PROBLEM DESCRIPTION:
The data beneath this task is to be duplicated exactly, in its entirety.

(Stored data)
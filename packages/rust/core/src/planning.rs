//! Planning phase: turn an idea (or an upgrade request) into a product
//! document, a file manifest and interface contracts.

use indexmap::IndexMap;
use serde::Deserialize;
use serde_json::Value;
use tracing::{info, instrument, warn};

use mvpfactory_generation::{Generator, ModelRole, flatten_manifest, parse_json_response};
use mvpfactory_shared::{BuildMode, ProjectState, ProjectType};

use crate::prompts;

#[derive(Debug, Deserialize)]
struct PlanResponse {
    #[serde(default)]
    project_name: Option<String>,
    #[serde(default)]
    project_type: Option<String>,
    #[serde(default)]
    prd: Value,
    #[serde(default)]
    file_tree: Value,
    #[serde(default)]
    interface_contracts: Value,
}

#[derive(Debug, Deserialize)]
struct UpgradePlanResponse {
    #[serde(default)]
    updated_prd: Value,
    #[serde(default)]
    delta_file_tree: Value,
    #[serde(default)]
    change_summary: String,
}

/// Planners sometimes return the PRD as a structured object; keep it as text.
fn text_of(value: &Value) -> String {
    match value {
        Value::Null => String::new(),
        Value::String(s) => s.clone(),
        other => serde_json::to_string_pretty(other).unwrap_or_default(),
    }
}

fn contracts_of(value: &Value) -> IndexMap<String, String> {
    let Value::Object(map) = value else {
        return IndexMap::new();
    };
    map.iter()
        .map(|(path, contract)| (path.clone(), text_of(contract)))
        .collect()
}

/// Plan a project from scratch.
///
/// Contract failures (unusable reply, missing name, empty manifest) put the
/// state into `Phase::Error`.
#[instrument(skip_all, fields(idea_len = state.idea.len()))]
pub async fn plan_new<G: Generator>(generator: &G, state: &mut ProjectState) {
    let raw = match generator
        .generate(ModelRole::Planning, &prompts::planning(&state.idea))
        .await
    {
        Ok(raw) => raw,
        Err(e) => return state.fail(format!("planning request failed: {e}")),
    };

    let plan: PlanResponse = match parse_json_response(&raw) {
        Ok(plan) => plan,
        Err(e) => return state.fail(format!("planning reply was unusable: {e}")),
    };

    let manifest = flatten_manifest(&plan.file_tree);
    if manifest.is_empty() {
        return state.fail("planning produced an empty file manifest");
    }

    let Some(name) = plan.project_name.as_deref().filter(|n| !n.trim().is_empty()) else {
        return state.fail("planning reply has no project_name");
    };
    if let Err(e) = state.assign_identity(name) {
        return state.fail(e.to_string());
    }

    state.project_type = plan
        .project_type
        .as_deref()
        .map(ProjectType::from_label)
        .unwrap_or_default();
    state.spec_document = text_of(&plan.prd);
    state.file_manifest = manifest;
    state.set_interface_contracts(contracts_of(&plan.interface_contracts));

    info!(
        identity = state.identity().unwrap_or_default(),
        files = state.file_manifest.len(),
        project_type = ?state.project_type,
        "planning complete"
    );
}

/// Plan the delta for an upgrade run.
///
/// Entries whose path already exists with an identical description are
/// removed from the delta; an empty delta is a planning failure.
#[instrument(skip_all, fields(identity = state.identity().unwrap_or_default()))]
pub async fn plan_upgrade<G: Generator>(generator: &G, state: &mut ProjectState) {
    let request = match &state.mode {
        BuildMode::Upgrade { request } => request.clone(),
        BuildMode::New => return state.fail("upgrade planning requires an upgrade run"),
    };

    let prompt = prompts::upgrade_planning(
        &state.spec_document,
        &state.file_manifest,
        &state.artifacts,
        &request,
    );
    let raw = match generator.generate(ModelRole::Planning, &prompt).await {
        Ok(raw) => raw,
        Err(e) => return state.fail(format!("upgrade planning request failed: {e}")),
    };

    let plan: UpgradePlanResponse = match parse_json_response(&raw) {
        Ok(plan) => plan,
        Err(e) => return state.fail(format!("upgrade planning reply was unusable: {e}")),
    };

    let mut delta = flatten_manifest(&plan.delta_file_tree);
    delta.retain(|path, purpose| {
        let unchanged = state.artifacts.contains(path)
            && state
                .file_manifest
                .get(path)
                .is_some_and(|existing| existing.as_str() == purpose.as_str());
        if unchanged {
            warn!(%path, "dropping unchanged path from upgrade delta");
        }
        !unchanged
    });

    if delta.is_empty() {
        return state.fail("upgrade planning produced no files to change");
    }

    let updated = text_of(&plan.updated_prd);
    if !updated.trim().is_empty() {
        state.spec_document = updated;
    }
    for (path, purpose) in &delta {
        state.file_manifest.insert(path.clone(), purpose.clone());
    }
    state.diagnostics = plan.change_summary;

    info!(delta = delta.len(), "upgrade planning complete");
    state.delta_manifest = Some(delta);
}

TASK SOLUTION:
filename packages/rust/core/src/planning.rs
//! Planning phase: turn an idea (or an upgrade request) into a product
//! document, a file manifest and interface contracts.

use indexmap::IndexMap;
use serde::Deserialize;
use serde_json::Value;
use tracing::{info, instrument, warn};

use mvpfactory_generation::{Generator, ModelRole, flatten_manifest, parse_json_response};
use mvpfactory_shared::{BuildMode, ProjectState, ProjectType};

use crate::prompts;

#[derive(Debug, Deserialize)]
struct PlanResponse {
    #[serde(default)]
    project_name: Option<String>,
    #[serde(default)]
    project_type: Option<String>,
    #[serde(default)]
    prd: Value,
    #[serde(default)]
    file_tree: Value,
    #[serde(default)]
    interface_contracts: Value,
}

#[derive(Debug, Deserialize)]
struct UpgradePlanResponse {
    #[serde(default)]
    updated_prd: Value,
    #[serde(default)]
    delta_file_tree: Value,
    #[serde(default)]
    change_summary: String,
}

/// Planners sometimes return the PRD as a structured object; keep it as text.
fn text_of(value: &Value) -> String {
    match value {
        Value::Null => String::new(),
        Value::String(s) => s.clone(),
        other => serde_json::to_string_pretty(other).unwrap_or_default(),
    }
}

fn contracts_of(value: &Value) -> IndexMap<String, String> {
    let Value::Object(map) = value else {
        return IndexMap::new();
    };
    map.iter()
        .map(|(path, contract)| (path.clone(), text_of(contract)))
        .collect()
}

/// Plan a project from scratch.
///
/// Contract failures (unusable reply, missing name, empty manifest) put the
/// state into `Phase::Error`.
#[instrument(skip_all, fields(idea_len = state.idea.len()))]
pub async fn plan_new<G: Generator>(generator: &G, state: &mut ProjectState) {
    let raw = match generator
        .generate(ModelRole::Planning, &prompts::planning(&state.idea))
        .await
    {
        Ok(raw) => raw,
        Err(e) => return state.fail(format!("planning request failed: {e}")),
    };

    let plan: PlanResponse = match parse_json_response(&raw) {
        Ok(plan) => plan,
        Err(e) => return state.fail(format!("planning reply was unusable: {e}")),
    };

    let manifest = flatten_manifest(&plan.file_tree);
    if manifest.is_empty() {
        return state.fail("planning produced an empty file manifest");
    }

    let Some(name) = plan.project_name.as_deref().filter(|n| !n.trim().is_empty()) else {
        return state.fail("planning reply has no project_name");
    };
    if let Err(e) = state.assign_identity(name) {
        return state.fail(e.to_string());
    }

    state.project_type = plan
        .project_type
        .as_deref()
        .map(ProjectType::from_label)
        .unwrap_or_default();
    state.spec_document = text_of(&plan.prd);
    state.file_manifest = manifest;
    state.set_interface_contracts(contracts_of(&plan.interface_contracts));

    info!(
        identity = state.identity().unwrap_or_default(),
        files = state.file_manifest.len(),
        project_type = ?state.project_type,
        "planning complete"
    );
}

/// Plan the delta for an upgrade run.
///
/// Entries whose path already exists with an identical description are
/// removed from the delta; an empty delta is a planning failure.
#[instrument(skip_all, fields(identity = state.identity().unwrap_or_default()))]
pub async fn plan_upgrade<G: Generator>(generator: &G, state: &mut ProjectState) {
    let request = match &state.mode {
        BuildMode::Upgrade { request } => request.clone(),
        BuildMode::New => return state.fail("upgrade planning requires an upgrade run"),
    };

    let prompt = prompts::upgrade_planning(
        &state.spec_document,
        &state.file_manifest,
        &state.artifacts,
        &request,
    );
    let raw = match generator.generate(ModelRole::Planning, &prompt).await {
        Ok(raw) => raw,
        Err(e) => return state.fail(format!("upgrade planning request failed: {e}")),
    };

    let plan: UpgradePlanResponse = match parse_json_response(&raw) {
        Ok(plan) => plan,
        Err(e) => return state.fail(format!("upgrade planning reply was unusable: {e}")),
    };

    let mut delta = flatten_manifest(&plan.delta_file_tree);
    delta.retain(|path, purpose| {
        let unchanged = state.artifacts.contains(path)
            && state
                .file_manifest
                .get(path)
                .is_some_and(|existing| existing.as_str() == purpose.as_str());
        if unchanged {
            warn!(%path, "dropping unchanged path from upgrade delta");
        }
        !unchanged
    });

    if delta.is_empty() {
        return state.fail("upgrade planning produced no files to change");
    }

    let updated = text_of(&plan.updated_prd);
    if !updated.trim().is_empty() {
        state.spec_document = updated;
    }
    for (path, purpose) in &delta {
        state.file_manifest.insert(path.clone(), purpose.clone());
    }
    state.diagnostics = plan.change_summary;

    info!(delta = delta.len(), "upgrade planning complete");
    state.delta_manifest = Some(delta);
}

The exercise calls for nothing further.